The government itself states that standards issued or developed by BCBS and FSB "are taken into consideration, where relevant to Singapore". For example, MAS Notice 637 implements Basel III capital standards for Singapore-incorporated banks, and establishes the minimum capital adequacy ratios for banks incorporated in Singapore.

This stands to reason as only international pariahs such as North Korea can stand apart from the global regulatory system. Thus, the Singapore government also works closely with the EU on regulatory issues, and especially on financial services.

The contact is organised through the Financial Services Committee (FSC) of the European Chamber of Commerce in Singapore (EuroCham), which represents the European financial services industry in Singapore. EuroCham itself "engages with market participants, regulatory authorities and other stakeholders on important issues concerning the financial services industry".

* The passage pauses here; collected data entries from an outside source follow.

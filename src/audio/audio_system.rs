//! Capture/playback seams used by the session, and the ALSA backend that
//! implements them.
//!
//! Real-time device I/O stays on std threads (NOT tokio tasks) so it never
//! contends with the async network loops.

use async_trait::async_trait;

use super::frame::AudioFrame;
use super::play::AlsaPlayback;
use super::record::AlsaCapture;
use crate::config::AudioConfig;
use crate::error::AudioError;

/// A lazy, infinite sequence of fixed-size microphone frames.
#[async_trait]
pub trait CaptureSource: Send {
    /// Wait for the next full frame.
    async fn next_frame(&mut self) -> Result<AudioFrame, AudioError>;

    /// Drop frames captured but not yet consumed, returning how many.
    /// Used to restart the sequence after a reconnect.
    fn discard_pending(&mut self) -> usize {
        0
    }
}

/// Speaker output absorbing network jitter in an internal buffer.
pub trait PlaybackSink: Send + Sync {
    /// Queue a frame without blocking. Fails with [`AudioError::Overrun`]
    /// when the buffer is full.
    fn enqueue(&self, frame: AudioFrame) -> Result<(), AudioError>;
}

/// Opens the microphone and speaker for a session.
pub trait AudioBackend: Send + Sync {
    fn open_capture(&self, config: &AudioConfig) -> Result<Box<dyn CaptureSource>, AudioError>;
    fn open_playback(&self, config: &AudioConfig) -> Result<Box<dyn PlaybackSink>, AudioError>;
}

/// ALSA devices selected by name (`default`, `plughw:1,0`, ...).
#[derive(Debug, Default, Clone, Copy)]
pub struct AlsaBackend;

impl AudioBackend for AlsaBackend {
    fn open_capture(&self, config: &AudioConfig) -> Result<Box<dyn CaptureSource>, AudioError> {
        tracing::info!(
            "Opening capture \"{}\" at {}Hz/{}ch, chunk {} samples",
            config.input_device,
            config.input_sample_rate,
            config.channels,
            config.chunk_size,
        );
        Ok(Box::new(AlsaCapture::open(config)?))
    }

    fn open_playback(&self, config: &AudioConfig) -> Result<Box<dyn PlaybackSink>, AudioError> {
        tracing::info!(
            "Opening playback \"{}\" at {}Hz/{}ch",
            config.output_device,
            config.output_sample_rate,
            config.channels,
        );
        Ok(Box::new(AlsaPlayback::open(config)?))
    }
}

This works under the aegis of the EU–Asia Pacific forum on financial regulation. And, unsurprisingly, the topic of its 2018 meeting was "EU and Asia-Pacific regulators meet in KL to strengthen cross-border cooperation and regulation".

The parties involved were regulators from the European Commission Directorate-General for Financial Stability, the European Securities and Markets Authority (ESMA) and Asian regulators participating to the International Organisation of Securities Commissions (IOSCO) Asia-Pacific Regional Committee.

They met in Kuala Lumpur to discuss regulatory developments in the two regions, including cross-border implications of EU regulations. Illustrating the international scope of the forum, the meeting was also held back-to-back with the IOSCO Asia-Pacific Regional Committee meeting.

Oddly enough, the first meeting in 2016 was held in Singapore, where the agenda was future regulatory developments at EU and at Asia-Pacific level; issues and challenges that may arise in cross-border coordination for regulatory purposes; and forward-looking and emerging policy priorities for the global regulatory agenda.

Of course, there is no suggestion that the Asian and European systems are fully integrated, but there is clear evidence that they are working together, and will be closely cooperating in the future – and especially Singapore which only recently signed up to the EU Singapore Free Trade Agreement.

Looking at the detail at that FTA and the Investment Protection Agreement that runs alongside it, it cannot in any way be said that Singapore is any more standing alone as a wholly independent regulatory entity. Bootle, as he so often does, is talking nonsense.